I'm thinking of buying a new NAS box for my home testlab. Does anyone have any great recommendation for makes/models?
The most important factors:-
1. It needs to be inexpensive
2. It needs to work with ESXi 5 - doesn't need to be on the HCL
3. Speed would be nice
4. It doesn't need to have a lot of storage capacity, just big enough to run some average sized servers.
I'm open to any other ideas (iSCSI etc) if they are affordable.
Have a look at Synology devices
Hi
I am in the process of setting up my Home lab
For shared storage I have a 500GB drive on my Linux Desktop that I will either USE as NFS (Openfiler) or iSCSI (iSCSI target)
Inexpensive although I'm not sure what the speed will be.
From a Windows box you can use Solarwind (Free) to present storage to your hosts with iSCSI or NFS
Hope it helps
I've been using a QNAP TS-559 Pro+ for a couple of years now with great results. With five 1TB drives, under RAID 5, performance is good (home lab environment). With dual Gb NIC's, using iSCSI to connect to my ESXi 5 host, throughput isn't an issue. It's also easy to administrate/manage with plenty of features to keep you going.
I have about 2TB carved into LUNs on my device, with the balance configured as a share for my other systems. This allows me to backup files to the appliance and make sure they're protected (RAID 5) after all. I also have a 'spare' hard drive still in it's wrapper, just in case one inside the chassis goes south on me.
While this solution isn't as cheap as setting up some old hardware as an open source iSCSI appliance, it's rock solid and damned near silent. Look at what SimplyNAS has in your budget range, as well as check out the spec's on QNAP's web site. When I go for another storage chassis, I'll probably end up with the TS-659 Pro II. We'll have to see what drives are available at the time, that's on QNAP's compatibility list for the chassis.
BTW, I run mine 24x7 with 8 VM's accessing it all the time. I have the LUNs sized at about 500GB each (the ISO and Templates LUNs are smaller) so I only put a few VM's on each. Having the two Gb NIC's on the chassis configured for high performance does help. Plus it's easy to setup.
I did look at using open source software before getting the QNAP chassis.

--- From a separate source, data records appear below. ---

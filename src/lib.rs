//! FloatChat - natural-language query engine for ARGO float data
//!
//! Turns a free-text question into a DAG of semantic operators, plans it
//! against a deadline, screens it for abuse and runs it across executor
//! services.
//!
//! ## Pipeline
//! Query -> NL2Operator (entities, intent, operators) -> Query Planner
//! (order, cost, parallel groups) -> Security Bridge -> Execution Orchestrator
//!
//! ## Quick Start
//!
//! ```rust,no_run
//! use floatchat::{EngineConfig, ParseContext, QueryEngine};
//!
//! # async fn run() -> Result<(), Box<dyn std::error::Error>> {
//! let config = EngineConfig::from_env()?;
//! let engine = QueryEngine::from_config(&config)?;
//! let outcome = engine
//!     .handle("Show temperature in the Arabian Sea for 2020", &ParseContext::new(), None, None)
//!     .await?;
//! assert!(outcome.is_executed());
//! # Ok(())
//! # }
//! ```

// Core error handling
pub mod error;

// Environment configuration
pub mod config;

// Domain tables: regions, parameters, QC flags, depth patterns, intents
pub mod domain;

// Static per-kind cost and executor tables
pub mod catalog;

// Cache and cost-history feedback for the planner
pub mod memory;

// Natural language to operator DAG
pub mod nl2op;

// Ordering, costing, degradation and parallel grouping
pub mod planner;

// Grouped concurrent execution across executors
pub mod orchestrator;

// Multi-stage query screening
pub mod security;

// LLM client used by security escalation
pub mod llm;

// Facade wiring every stage together
pub mod engine;

pub use floatchat_types as types;

pub use config::EngineConfig;
pub use engine::{QueryEngine, QueryOutcome};
pub use error::{ConfigError, DagError, EngineError, ExecutionError, Result, ValidationError};
pub use nl2op::{ParseContext, SemanticParser};
pub use orchestrator::{Executor, ExecutorRegistry, Orchestrator};
pub use planner::QueryPlanner;
pub use security::SecurityBridge;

It helped to put it into perspective. The QNAP software makes it much, much, much easier to get setup and maintain. Plus, you don't need to worry about hardware compatibilty issues. Or that old hardware deciding to give up the ghost on you. Personally, I'd rather spend a few more dollars getting something that has a higher reliability factor, and is easier to administrate.
I have a iomega px array with four ssd drives in raid 0, thanks EMC. These perform well, ill get over 3k I/o a sec with 32k 100% reads via iometter.
Roger lund
VMUG leader
vExpert
Have a look at Synology devices
Thanks for all the replies. I wasn't aware of the QNAP and Synology range of devices - they both look like very capable manufacturers.
I'm planning to read through all the offerings from them both and go with a 2 drive solution from the one that gives best performance/features/price.
much appreciated!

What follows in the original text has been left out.